A comprehensive study on the synthesis, X-ray characterization, and theoretical investigation of new dimeric palladium(II) complexes of phosphonium ylides

A new series of palladium(II) complexes with α-keto-stabilized phosphonium ylide ligands having a general formula [Pd(μ-X)(PPh₃CHC(O)C₆H₄R)]₂ [X = Br, R = m-OCH₃ (C1), p-NO₂ (C2), p-F (C3), X = Cl, R = m-OCH₃ (C4)] was prepared. Also, a single-crystal X-ray diffraction study was performed for the compounds C1 and C4, which revealed a dimeric square-planar geometry around Pd(II) ions for these complexes.

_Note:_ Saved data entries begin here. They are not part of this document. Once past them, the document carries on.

//! # AsteraX Engine
//!
//! Headless host layer for the AsteraX arcade game.
//!
//! ## Features
//!
//! - **Frame Loop**: `Engine` drives an `Application` through `initialize` / `update`
//! - **Injectable Time**: `Timer` reads a `Clock`, so tests run on a `ManualClock`
//! - **Delayed Tasks**: cancelable `Scheduler` for delay-then-resume flows
//! - **Configuration**: TOML and RON config files through the `Config` trait
//!
//! Rendering, real physics and device input stay with whatever host embeds the
//! game. This crate only carries the contracts the game needs from that host.
//!
//! ## Quick Start
//!
//! ```rust,no_run
//! use asterax_engine::prelude::*;
//!
//! struct MyApp;
//!
//! impl Application for MyApp {
//!     fn initialize(&mut self, _engine: &mut Engine) -> Result<(), AppError> {
//!         Ok(())
//!     }
//!
//!     fn update(&mut self, _engine: &mut Engine, _delta_time: f32) -> Result<(), AppError> {
//!         Ok(())
//!     }
//!
//!     fn cleanup(&mut self, _engine: &mut Engine) {}
//! }
//!
//! fn main() -> Result<(), Box<dyn std::error::Error>> {
//!     let config = EngineConfig::default().with_max_frames(600);
//!     let mut app = MyApp;
//!     Engine::run(config, &mut app)?;
//!     Ok(())
//! }
//! ```

#![warn(missing_docs)]
#![warn(clippy::all, clippy::pedantic, clippy::nursery)]
#![allow(clippy::module_name_repetitions, clippy::similar_names, clippy::too_many_arguments)]

pub mod foundation;
pub mod config;
pub mod camera;
pub mod input;
pub mod physics;
pub mod scheduler;

mod application;
mod engine;

pub use application::{Application, AppError};
pub use config::{Config, ConfigError};
pub use engine::{Engine, EngineConfig, EngineError};

/// Common imports for engine users
pub mod prelude {
    pub use crate::{
        Application, AppError,
        Engine, EngineConfig, EngineError,
        Config, ConfigError,
        camera::Camera2d,
        foundation::{
            math::{Vec2, Vec3},
            time::{Clock, ManualClock, SystemClock, Timer},
        },
        input::{Axis, Button, InputManager},
        physics::{BoundingSphere, PlayArea},
        scheduler::{Scheduler, TaskId},
    };
}
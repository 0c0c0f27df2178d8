//! Logging utilities

pub use log::{debug, info, warn, error, trace};

/// Initialize the logging system with the default filter
///
/// `RUST_LOG` still wins when it is set.
pub fn init() {
    init_with_level("info");
}

/// Initialize logging, falling back to `level` when `RUST_LOG` is unset
///
/// Safe to call more than once; later calls are ignored.
pub fn init_with_level(level: &str) {
    let env = env_logger::Env::default().default_filter_or(level);
    if env_logger::Builder::from_env(env)
        .format_timestamp_millis()
        .try_init()
        .is_err()
    {
        log::debug!("Logger already initialized");
    }
}
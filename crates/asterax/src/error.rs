//! Game errors

use asterax_engine::{AppError, ConfigError};
use thiserror::Error;

use crate::game_state::GameState;

/// Errors raised by the game layer
///
/// These are programming or setup mistakes. They are surfaced to the host,
/// never retried.
#[derive(Error, Debug)]
pub enum GameError {
    /// Session was initialized a second time
    #[error("Game session is already initialized")]
    AlreadyInitialized,

    /// Operation needs an initialized session
    #[error("Game session is not initialized")]
    NotInitialized,

    /// State machine transition not in the allowed table
    #[error("Invalid game state transition: {from:?} -> {to:?}")]
    InvalidTransition {
        /// Current state
        from: GameState,
        /// Requested state
        to: GameState,
    },

    /// Configuration values out of range
    #[error("Invalid configuration: {0}")]
    InvalidConfig(String),

    /// Asteroid id does not refer to a live asteroid
    #[error("Unknown asteroid")]
    UnknownAsteroid,

    /// Configuration file could not be read or parsed
    #[error("Config error: {0}")]
    Config(#[from] ConfigError),
}

impl From<GameError> for AppError {
    fn from(err: GameError) -> Self {
        match err {
            GameError::Config(inner) => Self::Config(inner),
            other => Self::GameLogic(other.to_string()),
        }
    }
}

The spectroscopic and crystallographic results indicate that the phosphonium ylides coordinate to palladium(II) centers through the coordinatively active ylidic carbon atom and ortho-carbon atom of PPh₃ phenyl ring (ortho-palladation). Using theoretical methods, density function theory (DFT) calculations at the BP86/def2-SVP level of theory, the structures of dimeric palladium(II) [Pd(μ-Br)(PPh₃CHC(O)C₆H₄R)]₂ [R = p-OCH₃ (a), R = p-NO₂ (b), p-F (c)] complexes were investigated. The strength and nature of donor − acceptor bonds between the phosphonium ylide (L) and Pd fragments were analyzed using natural bond orbital analysis (NBO).